### What the task asks
Whenever a line in the data contains "items", show that line.

Data for review below:

use clap::Parser;
use garment_ai_common::attributes::GarmentType;
use garment_ai_common::{measurement_report, process_item, BrandRegistry, ItemInput, ProcessedItem};
use garment_ai_rust::batch::{self, BatchOptions, CacheFile};
use garment_ai_rust::cli::{Cli, Commands};
use garment_ai_rust::config::Config;
use garment_ai_rust::error::Result;
use garment_ai_rust::{export, logging, scanner};
use std::path::{Path, PathBuf};
use tracing::info;

/// --registry > 設定ファイル > 組み込み
fn load_custom_registry(cli_path: Option<&Path>, config: &Config) -> Result<Option<BrandRegistry>> {
    match cli_path.or(config.registry_path.as_deref()) {
        Some(path) => {
            let registry = BrandRegistry::from_file(path)?;
            info!(path = %path.display(), brands = registry.len(), "独自レジストリを読み込み");
            Ok(Some(registry))
        }
        None => Ok(None),
    }
}

fn print_summary(item: &ProcessedItem, currency: &str) {
    let listing = &item.listing;
    println!("  SKU:      {}", listing.sku);
    println!("  タイトル: {}", listing.ebay_title);
    println!(
        "  ブランド: {} ({})",
        listing.brand, item.classification.confidence
    );
    println!(
        "  状態:     {} ({:.0}%)",
        listing.condition.label(),
        listing.condition_confidence * 100.0
    );
    println!(
        "  価格:     {c}{:.2} ({c}{:.2} - {c}{:.2})",
        listing.suggested_price,
        listing.price_range.min,
        listing.price_range.max,
        c = currency
    );
}

fn write_json<T: serde::Serialize>(value: &T, output: &Path) -> Result<()> {
    let json = serde_json::to_string_pretty(value)?;
    std::fs::write(output, json)?;
    Ok(())
}

fn main() -> Result<()> {
    let cli = Cli::parse();
    logging::init(cli.verbose);
    let mut config = Config::load()?;

    let custom_registry = load_custom_registry(cli.registry.as_deref(), &config)?;
    let registry = custom_registry
        .as_ref()
        .unwrap_or_else(|| BrandRegistry::builtin());

    match cli.command {
        Commands::Classify { text, label, condition_hint, size, gender, batch_id, output } => {
            let input = ItemInput {
                text,
                label_text: label,
                condition_hint,
                size,
                gender,
                photos: Vec::new(),
            };
            let batch_id = batch_id.or_else(|| config.batch_id());
            let item = process_item(&input, 0, registry, batch_id.as_deref(), &mut rand::thread_rng())?;

            match output {
                Some(path) => {
                    write_json(&item, &path)?;
                    println!("👗 garment-ai - 判定\n");
                    print_summary(&item, &config.currency_symbol());
                    println!("\n✔ 結果を保存: {}", path.display());
                }
                None => println!("{}", serde_json::to_string_pretty(&item)?),
            }
        }

        Commands::Scan { folder, condition_hint, batch_id, output } => {
            println!("👗 garment-ai - フォルダ判定\n");

            println!("[1/2] 写真をスキャン中...");
            let mut input = scanner::scan_item(&folder)?;
            input.condition_hint = condition_hint;
            println!("✔ {}枚の写真を検出\n", input.photos.len());

            println!("[2/2] 判定中...");
            let batch_id = batch_id.or_else(|| config.batch_id());
            let item = process_item(&input, 0, registry, batch_id.as_deref(), &mut rand::thread_rng())?;
            print_summary(&item, &config.currency_symbol());

            let output = output.unwrap_or_else(|| folder.join("listing.json"));
            write_json(&item, &output)?;
            println!("\n✔ 結果を保存: {}", output.display());
        }

        Commands::Batch { input, output, batch_id, jobs, use_cache } => {
            println!("👗 garment-ai - 一括処理\n");

            println!("[1/3] 入力を読み込み中...");
            let inputs = batch::load_inputs(&input)?;
            println!("✔ {}件の商品\n", inputs.len());

            let output = output.unwrap_or_else(|| {
                input
                    .parent()
                    .map(|p| p.join("results.json"))
                    .unwrap_or_else(|| PathBuf::from("results.json"))
            });
            // キャッシュは出力ファイルと同じフォルダに置く
            let cache_dir = output
                .parent()
                .filter(|p| !p.as_os_str().is_empty())
                .map(Path::to_path_buf)
                .unwrap_or_else(|| PathBuf::from("."));

            let options = BatchOptions {
                batch_id: batch_id.or_else(|| config.batch_id()),
                worker_threads: jobs.unwrap_or(config.worker_threads),
                show_progress: true,
            };

            println!("[2/3] 処理中...{}", if use_cache { " (キャッシュ有効)" } else { "" });
            let report = if use_cache {
                let mut cache = CacheFile::load(&cache_dir);
                let report = batch::run_batch(&inputs, registry, &options, Some(&mut cache))?;
                cache.save(&cache_dir)?;
                report
            } else {
                batch::run_batch(&inputs, registry, &options, None)?
            };
            println!(
                "✔ {}件成功 / {}件失敗{}\n",
                report.items.len(),
                report.failures.len(),
                if use_cache { format!(" (キャッシュ {}件)", report.cache_hits) } else { String::new() }
            );
            for failure in &report.failures {
                println!("  ⚠ #{}: {}", failure.index + 1, failure.message);
            }

            println!("[3/3] 結果を保存中...");
            write_json(&report, &output)?;
            println!("✔ 結果を保存: {}", output.display());

            println!("\n✅ 一括処理完了");
        }

        Commands::Export { input, format, output, title } => {
            println!("📄 garment-ai - エクスポート\n");

            let items = export::load_results(&input)?;
            println!("✔ {}件の出品データ\n", items.len());

            let output_dir = output.unwrap_or_else(|| {
                input
                    .parent()
                    .map(Path::to_path_buf)
                    .unwrap_or_else(|| PathBuf::from("."))
            });
            export::export_results(&items, &format, &output_dir, &title)?;

            println!("\n✅ エクスポート完了");
        }

        Commands::Measure { text, garment_type } => {
            let garment = garment_type.as_deref().map(str::parse::<GarmentType>).transpose()?;

            match measurement_report(&text, garment) {
                Some(report) => {
                    println!("📏 採寸\n");
                    for line in &report.formatted {
                        println!("  {}", line);
                    }
                    if !report.missing.is_empty() {
                        let missing: Vec<&str> = report.missing.iter().map(|f| f.label()).collect();
                        println!("\n  ⚠ 不足: {}", missing.join(", "));
                    }
                    if !report.out_of_range.is_empty() {
                        let outliers: Vec<&str> =
                            report.out_of_range.iter().map(|f| f.label()).collect();
                        println!("  ⚠ 範囲外: {}", outliers.join(", "));
                    }
                    if report.is_complete() {
                        println!("\n✔ 採寸OK");
                    }
                }
                None => println!("採寸値が見つかりません"),
            }
        }

        Commands::Config { set_batch_id, set_registry, show } => {
            if let Some(id) = set_batch_id {
                config.set_batch_id(id)?;
                println!("✔ バッチIDを設定しました");
            }

            if let Some(path) = set_registry {
                // 保存前に読めることを確認
                BrandRegistry::from_file(&path)?;
                config.set_registry_path(path)?;
                println!("✔ ブランドレジストリを設定しました");
            }

            if show {
                println!("設定ファイル: {}", Config::config_path()?.display());
                println!("{}", serde_json::to_string_pretty(&config)?);
            }
        }

        Commands::Cache { clear, folder, info } => {
            let target = folder.unwrap_or_else(|| PathBuf::from("."));

            if clear {
                if CacheFile::clear(&target)? {
                    println!("✔ キャッシュを削除しました: {}", CacheFile::cache_path(&target).display());
                } else {
                    println!("キャッシュファイルがありません");
                }
            }

            if info {
                let cache_path = CacheFile::cache_path(&target);
                if cache_path.exists() {
                    let cache = CacheFile::load(&target);
                    let size = std::fs::metadata(&cache_path).map(|m| m.len()).unwrap_or(0);
                    println!("キャッシュ: {}", cache_path.display());
                    println!("  エントリ数: {}", cache.len());
                    println!("  サイズ: {} bytes", size);
                } else {
                    println!("キャッシュファイルがありません");
                }
            }
        }
    }

    Ok(())
}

End of Data for review.

### Task output
                report.items.len(),
            let items = export::load_results(&input)?;
            println!("✔ {}件の出品データ\n", items.len());
            export::export_results(&items, &format, &output_dir, &title)?;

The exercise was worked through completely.